The officials decided it was too early to even think about easing off their stimulus measures and instead stressed their determination to keep pumping newly printed money into the economy. That supports lending to businesses and economic growth, helping shield the recovery against possible disruption, such as from unexpected political developments.

While some economic signs have pointed up, officials decided that “the fundamental picture remained largely unaltered and there was no room for complacency, as risks and uncertainties had not receded substantially,” the account read.

Europe faces elections in France, the Netherlands, Germany and possibly Italy this year. In each case, right-wing or radical parties opposed to the European Union and the euro itself will have a chance to test their support with voters. Britain will also be giving notice that it is leaving the EU, starting talks on the U.K.’s future trade relationship with the EU. The election of Donald Trump in the United States has raised questions about U.S. trade policy with China and other countries, a key factor in the global economy.

The 19 countries that use the euro are enjoying a moderate economic recovery. The economy grew 0.4 percent in the last three months of 2016, and unemployment has gradually fallen to 9.7 percent. Uncertainty ahead of elections could make businesses leery of new investment until the situation becomes clearer.
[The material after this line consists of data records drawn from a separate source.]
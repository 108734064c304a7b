//! Secondary index scenarios.

use std::collections::HashSet;
use std::sync::Arc;

use anyhow::Context;
use saml_metadata::index::{
    FunctionDrivenMetadataIndex, MetadataIndex, MetadataIndexKey, MetadataIndexManager,
    RoleMetadataIndex,
};
use saml_metadata::{
    endpoints, roles, CriteriaSet, Endpoint, MetadataResolver, SamlArtifact, SAML20P_NS,
};

use crate::common::{federation_resolver, IDP_ENTITY_ID, SP_ACS, SP_ENTITY_ID};

fn entity_ids(found: &[Arc<saml_metadata::EntityDescriptor>]) -> Vec<&str> {
    found.iter().map(|e| e.entity_id()).collect()
}

/// Tests that a role query without entity ID is answered by the role index.
#[test]
fn role_index_round_trip() -> anyhow::Result<()> {
    let resolver = federation_resolver()?;

    let found = resolver.resolve(&CriteriaSet::new().with_role(roles::SP_SSO_DESCRIPTOR))?;
    assert_eq!(entity_ids(&found), [SP_ENTITY_ID]);

    let found = resolver.resolve(
        &CriteriaSet::new()
            .with_role(roles::IDP_SSO_DESCRIPTOR)
            .with_protocol(SAML20P_NS),
    )?;
    assert_eq!(entity_ids(&found), [IDP_ENTITY_ID]);
    Ok(())
}

/// Tests that an endpoint location finds the entity that publishes it.
#[test]
fn endpoint_index_round_trip() -> anyhow::Result<()> {
    let resolver = federation_resolver()?;

    let criteria = CriteriaSet::new()
        .with_role(roles::SP_SSO_DESCRIPTOR)
        .with_endpoint(
            Endpoint::template(endpoints::ASSERTION_CONSUMER_SERVICE).with_location(SP_ACS),
        );
    let found = resolver.resolve_single(&criteria)?.context("SP not found by ACS location")?;
    assert_eq!(found.entity_id(), SP_ENTITY_ID);
    Ok(())
}

/// Tests that a SAML 2.0 artifact resolves its issuer through the SourceID.
#[test]
fn artifact_source_id_round_trip() -> anyhow::Result<()> {
    let resolver = federation_resolver()?;

    let mut bytes = vec![0x00, 0x04, 0x00, 0x00];
    bytes.extend_from_slice(&saml_crypto::source_id(IDP_ENTITY_ID));
    bytes.extend_from_slice(&[0x5a; 20]);
    let artifact = SamlArtifact::from_bytes(&bytes)?;

    let found = resolver.resolve(&CriteriaSet::new().with_artifact(artifact))?;
    assert_eq!(entity_ids(&found), [IDP_ENTITY_ID]);
    Ok(())
}

/// Tests that indexes which cannot interpret the criteria contribute nothing.
#[test]
fn uninterpretable_criteria_are_a_no_op() -> anyhow::Result<()> {
    let resolver = federation_resolver()?;
    let store = resolver.backing_store();

    let criteria = CriteriaSet::new().with_protocol(SAML20P_NS);
    assert!(store.secondary_index().lookup_entity_descriptors(&criteria).is_none());
    assert!(resolver.resolve(&criteria)?.is_empty());

    let silent = FunctionDrivenMetadataIndex::new("silent", |_| None, |_| Some(HashSet::new()));
    let manager = MetadataIndexManager::new([
        Arc::new(silent) as Arc<dyn MetadataIndex>,
        Arc::new(RoleMetadataIndex::new()) as Arc<dyn MetadataIndex>,
    ]);
    for entity in store.ordered_descriptors() {
        manager.index_entity_descriptor(entity);
    }
    let found = manager
        .lookup_entity_descriptors(&CriteriaSet::new().with_role(roles::IDP_SSO_DESCRIPTOR))
        .context("role index should apply")?;
    assert_eq!(entity_ids(&found), [IDP_ENTITY_ID]);
    Ok(())
}

/// Tests that a custom function index meets its own keys.
#[test]
fn function_index_round_trip() -> anyhow::Result<()> {
    let resolver = federation_resolver()?;

    let by_host = FunctionDrivenMetadataIndex::new(
        "host",
        |entity| {
            let host = entity.entity_id().split('/').nth(2)?;
            Some(HashSet::from([MetadataIndexKey::Custom(host.to_string())]))
        },
        |criteria| {
            let host = criteria.protocol()?.strip_prefix("host:")?;
            Some(HashSet::from([MetadataIndexKey::Custom(host.to_string())]))
        },
    );
    let manager = MetadataIndexManager::new([Arc::new(by_host) as Arc<dyn MetadataIndex>]);
    for entity in resolver.backing_store().ordered_descriptors() {
        manager.index_entity_descriptor(entity);
    }

    let found = manager
        .lookup_entity_descriptors(&CriteriaSet::new().with_protocol("host:sp.example.org"))
        .context("function index should apply")?;
    assert_eq!(entity_ids(&found), [SP_ENTITY_ID]);
    Ok(())
}
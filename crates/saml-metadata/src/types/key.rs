//! Key descriptors and `KeyInfo` material.

use std::fmt;
use std::sync::Arc;

use serde::{Deserialize, Serialize};

use crate::memo::MemoCell;
use crate::security::Credential;

/// Declared use of a key.
#[derive(Debug, Clone, Copy, PartialEq, Eq, Hash, Default, Serialize, Deserialize)]
#[serde(rename_all = "lowercase")]
pub enum UsageType {
    /// Signing and signature verification.
    Signing,
    /// Encryption and decryption.
    Encryption,
    /// No declared use; usable for anything.
    #[default]
    Unspecified,
}

impl UsageType {
    /// Maps the metadata `use` attribute to a usage. Absent or unknown values
    /// are unspecified.
    #[must_use]
    pub fn from_use_attribute(value: Option<&str>) -> Self {
        match value {
            Some("signing") => Self::Signing,
            Some("encryption") => Self::Encryption,
            _ => Self::Unspecified,
        }
    }

    /// Returns the metadata `use` attribute value, if any.
    #[must_use]
    pub const fn use_attribute(self) -> Option<&'static str> {
        match self {
            Self::Signing => Some("signing"),
            Self::Encryption => Some("encryption"),
            Self::Unspecified => None,
        }
    }
}

impl fmt::Display for UsageType {
    fn fmt(&self, f: &mut fmt::Formatter<'_>) -> fmt::Result {
        f.write_str(match self {
            Self::Signing => "signing",
            Self::Encryption => "encryption",
            Self::Unspecified => "unspecified",
        })
    }
}

/// Contents of a `ds:KeyInfo` element, with binary material still base64
/// encoded as it appears in the document.
#[derive(Debug, Clone, Default, PartialEq, Eq)]
pub struct KeyInfo {
    /// `ds:KeyName` values.
    pub key_names: Vec<String>,
    /// `ds:X509Certificate` values, entity certificate first.
    pub x509_certificates: Vec<String>,
    /// `ds:X509CRL` values.
    pub x509_crls: Vec<String>,
    /// `ds:DEREncodedKeyValue` values (SubjectPublicKeyInfo DER).
    pub der_public_keys: Vec<String>,
}

impl KeyInfo {
    /// Creates an empty `KeyInfo`.
    #[must_use]
    pub fn new() -> Self {
        Self::default()
    }

    /// Adds a key name.
    #[must_use]
    pub fn with_key_name(mut self, name: impl Into<String>) -> Self {
        self.key_names.push(name.into());
        self
    }

    /// Adds a base64 encoded certificate.
    #[must_use]
    pub fn with_certificate(mut self, cert_b64: impl Into<String>) -> Self {
        self.x509_certificates.push(cert_b64.into());
        self
    }

    /// Adds a base64 encoded CRL.
    #[must_use]
    pub fn with_crl(mut self, crl_b64: impl Into<String>) -> Self {
        self.x509_crls.push(crl_b64.into());
        self
    }

    /// Adds a base64 encoded SubjectPublicKeyInfo.
    #[must_use]
    pub fn with_der_public_key(mut self, spki_b64: impl Into<String>) -> Self {
        self.der_public_keys.push(spki_b64.into());
        self
    }

    /// Returns true if there is no key material at all.
    #[must_use]
    pub fn is_empty(&self) -> bool {
        self.key_names.is_empty()
            && self.x509_certificates.is_empty()
            && self.x509_crls.is_empty()
            && self.der_public_keys.is_empty()
    }
}

/// An `md:EncryptionMethod` annotation on a key descriptor.
#[derive(Debug, Clone, PartialEq, Eq)]
pub struct EncryptionMethod {
    /// Algorithm URI.
    pub algorithm: String,
    /// Optional `xenc:KeySize`.
    pub key_size: Option<u32>,
    /// Optional `xenc:OAEPparams`, base64.
    pub oaep_params: Option<String>,
    /// Optional `xenc11:MGF` algorithm URI.
    pub mgf: Option<String>,
    /// Optional `ds:DigestMethod` algorithm URI.
    pub digest_method: Option<String>,
}

impl EncryptionMethod {
    /// Creates an annotation for the given algorithm.
    #[must_use]
    pub fn new(algorithm: impl Into<String>) -> Self {
        Self {
            algorithm: algorithm.into(),
            key_size: None,
            oaep_params: None,
            mgf: None,
            digest_method: None,
        }
    }

    /// Sets the key size.
    #[must_use]
    pub const fn with_key_size(mut self, key_size: u32) -> Self {
        self.key_size = Some(key_size);
        self
    }

    /// Sets the digest method.
    #[must_use]
    pub fn with_digest_method(mut self, digest: impl Into<String>) -> Self {
        self.digest_method = Some(digest.into());
        self
    }
}

/// An `md:KeyDescriptor`.
///
/// Besides the metadata content, each key descriptor owns the cache of
/// credentials resolved from its `KeyInfo`. The cache lives exactly as long
/// as this instance; a metadata refresh builds new descriptors and so starts
/// with empty caches.
pub struct KeyDescriptor {
    usage: UsageType,
    key_info: KeyInfo,
    encryption_methods: Vec<EncryptionMethod>,
    credentials: MemoCell<Vec<Arc<Credential>>>,
}

impl KeyDescriptor {
    /// Creates a key descriptor.
    #[must_use]
    pub const fn new(usage: UsageType, key_info: KeyInfo) -> Self {
        Self {
            usage,
            key_info,
            encryption_methods: Vec::new(),
            credentials: MemoCell::new(),
        }
    }

    /// Adds an encryption method annotation.
    #[must_use]
    pub fn with_encryption_method(mut self, method: EncryptionMethod) -> Self {
        self.encryption_methods.push(method);
        self
    }

    /// Returns the declared usage.
    #[must_use]
    pub const fn usage(&self) -> UsageType {
        self.usage
    }

    /// Returns the `KeyInfo` payload.
    #[must_use]
    pub const fn key_info(&self) -> &KeyInfo {
        &self.key_info
    }

    /// Returns the encryption method annotations.
    #[must_use]
    pub fn encryption_methods(&self) -> &[EncryptionMethod] {
        &self.encryption_methods
    }

    /// Returns the credentials resolved for this descriptor so far, if any.
    #[must_use]
    pub fn cached_credentials(&self) -> Option<Vec<Arc<Credential>>> {
        self.credentials.get()
    }

    pub(crate) const fn credential_cache(&self) -> &MemoCell<Vec<Arc<Credential>>> {
        &self.credentials
    }
}

impl fmt::Debug for KeyDescriptor {
    fn fmt(&self, f: &mut fmt::Formatter<'_>) -> fmt::Result {
        f.debug_struct("KeyDescriptor")
            .field("usage", &self.usage)
            .field("key_info", &self.key_info)
            .field("encryption_methods", &self.encryption_methods)
            .field("credentials_cached", &self.credentials.is_initialized())
            .finish()
    }
}
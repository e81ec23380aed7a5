//! Standardized API response types (RFC 7807 compliant for errors).

use serde::{Deserialize, Serialize};

/// Plain acknowledgement body, e.g. `{"message": "User created successfully"}`.
#[derive(Debug, Clone, Serialize, Deserialize)]
pub struct MessageResponse {
    pub message: String,
}

impl MessageResponse {
    pub fn new(message: impl Into<String>) -> Self {
        Self {
            message: message.into(),
        }
    }
}

/// RFC 7807 Problem Details for HTTP APIs.
///
/// See: https://datatracker.ietf.org/doc/html/rfc7807
#[derive(Debug, Clone, Serialize, Deserialize)]
pub struct ErrorResponse {
    /// A URI reference that identifies the problem type.
    #[serde(rename = "type")]
    pub error_type: String,

    /// A short, human-readable summary of the problem type.
    pub title: String,

    /// The HTTP status code.
    pub status: u16,

    /// A human-readable explanation specific to this occurrence.
    #[serde(skip_serializing_if = "Option::is_none")]
    pub detail: Option<String>,
}

impl ErrorResponse {
    pub fn new(status: u16, title: impl Into<String>) -> Self {
        Self {
            error_type: "about:blank".to_string(),
            title: title.into(),
            status,
            detail: None,
        }
    }

    pub fn with_detail(mut self, detail: impl Into<String>) -> Self {
        self.detail = Some(detail.into());
        self
    }

    pub fn bad_request(detail: impl Into<String>) -> Self {
        Self::new(400, "Bad Request").with_detail(detail)
    }

    pub fn unauthorized(detail: impl Into<String>) -> Self {
        Self::new(401, "Unauthorized").with_detail(detail)
    }

    pub fn not_found(detail: impl Into<String>) -> Self {
        Self::new(404, "Not Found").with_detail(detail)
    }

    pub fn conflict(detail: impl Into<String>) -> Self {
        Self::new(409, "Conflict").with_detail(detail)
    }

    pub fn internal_error() -> Self {
        Self::new(500, "Internal Server Error")
    }

    pub fn gateway_timeout() -> Self {
        Self::new(504, "Gateway Timeout")
    }
}
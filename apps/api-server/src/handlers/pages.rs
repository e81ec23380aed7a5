//! Static pages.

use actix_web::HttpResponse;
use actix_web::http::header::ContentType;

const INDEX_HTML: &str = include_str!("../../templates/index.html");

/// GET /
pub async fn index() -> HttpResponse {
    HttpResponse::Ok()
        .content_type(ContentType::html())
        .body(INDEX_HTML)
}

/// GET /message
pub async fn message() -> HttpResponse {
    HttpResponse::Ok()
        .content_type(ContentType::plaintext())
        .body("<p>Hello! You are not alone. 💙</p>")
}
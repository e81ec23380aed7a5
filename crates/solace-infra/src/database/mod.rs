//! Database connection management and SeaORM repositories.

mod connections;

#[cfg(feature = "postgres")]
mod repository;

#[cfg(feature = "postgres")]
pub mod entity;

pub use connections::DatabaseConfig;

#[cfg(feature = "postgres")]
pub use connections::connect;

#[cfg(feature = "postgres")]
pub use repository::{SeaOrmPostRepository, SeaOrmRepository, SeaOrmUserRepository};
ECB officials viewed a recent spike in inflation as “transient” and agreed they shouldn’t overreact to inflation jumping to an annual 1.8 percent in January. On paper, that meets the bank’s goal of just under 2 percent — its basic benchmark to measure whether it is carrying out its mission of price stability, and the figure considered consistent with a healthy economy.

But the increase was mainly fed by higher oil prices, not by fundamental pressures such as wage increases for workers — which remain subdued.

The officials decided they would “look through the volatility in short-term data if judged transient.”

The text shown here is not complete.